Enfin est-il condamnable de fréquenter des hommes et des femmes libres, soucieux de Vérité, de Liberté et de Fraternité ? Est-il acceptable de prétendre que ce serait un » péché grave » aux termes du Droit Canon, alors que fréquenter des dictateurs ou des dirigeants notoirement corrompus, les accueillir dans nos églises, les admettre à la communion – (on en frémit d’indignation) – ne rien dire des milliers de personnes disparues, des enfants arrachés à leur mère pour être distribués à qui en veut, serait sans conséquence ? Une telle duplicité n’est pas supportable.
Cette affaire lamentable peut être, doit être pour l’Église de France l’occasion d’aider notre pape François à réformer profondément la curie et le gouvernement de l’Église. Cette affaire, ce « procès » ne devaient-ils pas être instruits par l’Église qui est en France ? Qu’un fonctionnaire de Dieu, dans quelque bureau doré du Vatican ait pu prendre cette décision sans s’en remettre à l’intelligence de la Foi et à la fraternité sacerdotale des évêques français laisse sans voix !
Enfin, Frères évêques, nous craignons surtout qu’avec cette affaire, notre Église ne témoigne de sa peur et de sa défiance, alors qu’elle est là pour aider à la liberté des enfants de Dieu. Prêtres et évêques risquent encore une fois d’apparaître comme des personnes disciplinées, obéissantes, voire serviles ; et le peuple de Dieu, comme une masse immature. Et l’un d’entre nous, notre frère Pascal, va être touché dans ce qui lui est cher, son ministère de prêtre. Cette dérive est grave. Elle fait partir nombre de catholiques de leur propre Église, car ils ne supportent plus ce type de fonctionnement.
Non seulement il est d’un autre temps, issu de siècles de pouvoir absolu, mais il n’est fondé que sur la peur. Derrière la sanction qui frappe l’un des nôtres, c’est la défiance envers la parole évangélique elle-même qui transparaît.

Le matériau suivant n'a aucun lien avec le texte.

use std::{collections::BTreeSet, ops::RangeInclusive};

use log::{debug, info};
use thiserror::Error;

use crate::{
    budget::{
        ledger::{BudgetError, BudgetLedger},
        pure_dp_filter::PureDPBudget,
        quotas::{FilterId, FilterKind},
        traits::FilterStorage,
    },
    clock::EpochClock,
    events::{
        impression::{ImpressionEvent, ImpressionKind},
        traits::{EventStorage, LedgerError},
    },
    queries::{
        conversion::{ConversionEventSelector, ConversionQuery},
        histogram::Histogram,
        last_touch::last_touch_winner,
    },
    service::{
        config::{CostPolicy, ServiceConfig},
        noise::{NoiseMechanism, Passthrough},
    },
};

/// Errors surfaced by the report engine.
#[derive(Debug, Error)]
pub enum ReportError {
    /// The query asked for a zero-bucket report. Rejected before any store
    /// access.
    #[error("histogram size must be positive")]
    InvalidHistogramSize,

    /// The query is malformed. Rejected before any store access.
    #[error("invalid query: {0}")]
    InvalidQuery(String),

    /// At least one filter in the query window is out of budget. The report
    /// was discarded and no filter was modified.
    #[error("out of budget for filters {filters:?}")]
    BudgetExhausted { filters: Vec<FilterId> },

    #[error(transparent)]
    Ledger(#[from] LedgerError),

    #[error(transparent)]
    Storage(anyhow::Error),
}

impl From<BudgetError<FilterId>> for ReportError {
    fn from(err: BudgetError<FilterId>) -> Self {
        match err {
            BudgetError::Exhausted { filters } => {
                ReportError::BudgetExhausted { filters }
            }
            BudgetError::Storage(err) => ReportError::Storage(err),
        }
    }
}

/// Attribution engine: records impressions and answers conversion queries
/// under the budget ledger's accounting.
///
/// The engine owns its stores exclusively and is purely synchronous;
/// serialization of concurrent callers is the authority's job. It holds no
/// recording gate either, so every call that reaches it executes.
pub struct ReportEngine<ES, FS>
where
    FS: FilterStorage,
{
    clock: EpochClock,
    cost: CostPolicy,
    events: ES,
    budgets: BudgetLedger<FS>,
    noise: Box<dyn NoiseMechanism>,
}

impl<ES, FS> ReportEngine<ES, FS>
where
    ES: EventStorage<Event = ImpressionEvent, Error = LedgerError>,
    FS: FilterStorage<
        FilterId = FilterId,
        Budget = PureDPBudget,
        Error = anyhow::Error,
    >,
{
    pub fn new(config: &ServiceConfig, events: ES, filters: FS) -> Self {
        Self {
            clock: config.clock(),
            cost: config.cost,
            events,
            budgets: BudgetLedger::new(filters),
            noise: Box::new(Passthrough),
        }
    }

    /// Replaces the noise applied to finished reports.
    pub fn with_noise(mut self, noise: Box<dyn NoiseMechanism>) -> Self {
        self.noise = noise;
        self
    }

    /// Records an impression shown now. The event's epoch is derived from
    /// the timestamp; re-recording a `(source_host, index)` pair is a no-op.
    pub fn save_impression(
        &mut self,
        kind: ImpressionKind,
        index: u64,
        ad_id: String,
        source_host: String,
        target_host: String,
        now_ms: u64,
    ) -> Result<(), ReportError> {
        let event = ImpressionEvent {
            index,
            timestamp: now_ms,
            epoch_number: self.clock.epoch_of(now_ms),
            kind,
            source_host,
            target_host,
            ad_id,
        };
        self.events.add_event(event)?;
        Ok(())
    }

    /// Computes a last-touch attribution report for `query`, charging the
    /// privacy filters of every epoch in the query window in one atomic
    /// transaction. A query that matches no impression still spends budget
    /// and yields the all-zero report.
    pub fn measure_conversion(
        &mut self,
        query: &ConversionQuery,
        now_ms: u64,
    ) -> Result<Histogram, ReportError> {
        debug!("Measuring conversion for {query:?}");

        // Validation precedes any store access, so a rejected query leaves
        // no trace in either ledger.
        if query.histogram_size == 0 {
            return Err(ReportError::InvalidHistogramSize);
        }
        if query.target_host.is_empty() {
            return Err(ReportError::InvalidQuery(
                "empty target host".into(),
            ));
        }
        if query.source_hosts.is_empty() {
            return Err(ReportError::InvalidQuery("no source hosts".into()));
        }
        if query.source_hosts.iter().any(String::is_empty) {
            return Err(ReportError::InvalidQuery(
                "empty source host".into(),
            ));
        }

        let epochs = self.clock.epoch_range(query.lookback_days, now_ms);

        // Snapshot the candidates, then attribute.
        let selector = ConversionEventSelector { query };
        let candidates =
            self.events.relevant_events(epochs.clone(), &selector)?;
        let winner = last_touch_winner(&candidates, now_ms);

        let mut report = Histogram::zeroed(query.histogram_size);
        if let Some(winner) = winner {
            report.accumulate(winner.index, 1.0);
        }

        // Every epoch in the window is charged, matched or not.
        let cost = self.cost.query_cost(query);
        let demands = self.demands(epochs, query, &cost);
        self.budgets.check_and_decrement(&demands)?;

        self.noise.perturb(report.bins_mut());
        Ok(report)
    }

    /// The filters a conversion query draws on: per epoch of the window,
    /// the querier's own filter, the collusion filter, and the two quota
    /// filters keyed by trigger and source site.
    fn demands(
        &self,
        epochs: RangeInclusive<u64>,
        query: &ConversionQuery,
        cost: &PureDPBudget,
    ) -> Vec<(FilterId, PureDPBudget)> {
        // The transaction contract forbids repeated filter ids, so source
        // hosts are deduplicated here.
        let sources: BTreeSet<&String> = query.source_hosts.iter().collect();
        let mut demands = vec![];
        for epoch in epochs {
            demands.push((
                FilterId::PerQuerier(epoch, query.target_host.clone()),
                cost.clone(),
            ));
            demands.push((FilterId::Collusion(epoch), cost.clone()));
            demands.push((
                FilterId::PerTrigger(epoch, query.target_host.clone()),
                cost.clone(),
            ));
            for source in &sources {
                demands.push((
                    FilterId::PerSource(epoch, (*source).clone()),
                    cost.clone(),
                ));
            }
        }
        demands
    }

    /// Remaining budget under one filter key. A key that never consumed
    /// reports its configured capacity, without creating an entry.
    pub fn remaining_budget(
        &mut self,
        kind: FilterKind,
        epoch: u64,
        host: &str,
    ) -> Result<PureDPBudget, ReportError> {
        let budget = self.budgets.remaining(&kind.filter_id(epoch, host))?;
        Ok(budget)
    }

    /// Drops every stored impression. Budgets are untouched.
    pub fn clear_events(&mut self) -> Result<(), ReportError> {
        info!("Clearing all impressions");
        self.events.clear()?;
        Ok(())
    }

    /// Drops every privacy filter. Impressions are untouched.
    pub fn clear_budgets(&mut self) -> Result<(), ReportError> {
        info!("Clearing all privacy filters");
        self.budgets.clear()?;
        Ok(())
    }

    /// Drops the filters bound to `host` across every family and epoch,
    /// leaving collusion filters and other hosts' filters intact.
    pub fn reset_querier(&mut self, host: &str) -> Result<(), ReportError> {
        info!("Clearing privacy filters bound to {host}");
        let host = host.to_owned();
        self.budgets.retain(|id| id.host() != Some(&host))?;
        Ok(())
    }

    /// Test-support injection of an impression at an absolute epoch. The
    /// timestamp is synthesized as the epoch's start so the two agree.
    pub fn add_mock_event(
        &mut self,
        epoch: u64,
        kind: ImpressionKind,
        index: u64,
        ad_id: String,
        source_host: String,
        target_host: String,
    ) -> Result<(), ReportError> {
        let event = ImpressionEvent {
            index,
            timestamp: self.clock.epoch_start(epoch),
            epoch_number: epoch,
            kind,
            source_host,
            target_host,
            ad_id,
        };
        debug!("Injecting mock impression {event:?}");
        self.events.add_event(event)?;
        Ok(())
    }
}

Cette dernière serait-elle si faible qu’il lui faille le renfort d’une discipline d’exclusion ? Pourquoi donner tant d’importance à une appartenance maçonnique qui, si elle doit faire du bien, le fera, et si elle doit faire du mal, n’y parviendra pas pour ceux qui croient au Christ ? La vérité que nous chérissons tant ne peut-elle triompher par elle-même de l’erreur ?
Frères évêques, défendez votre prêtre. Vos frères et vos sœurs dans la foi au Christ espèrent de vous la parole évangélique. Elle suffit.
Fraternellement
Le Conseil d’administration de la C.C.B.F.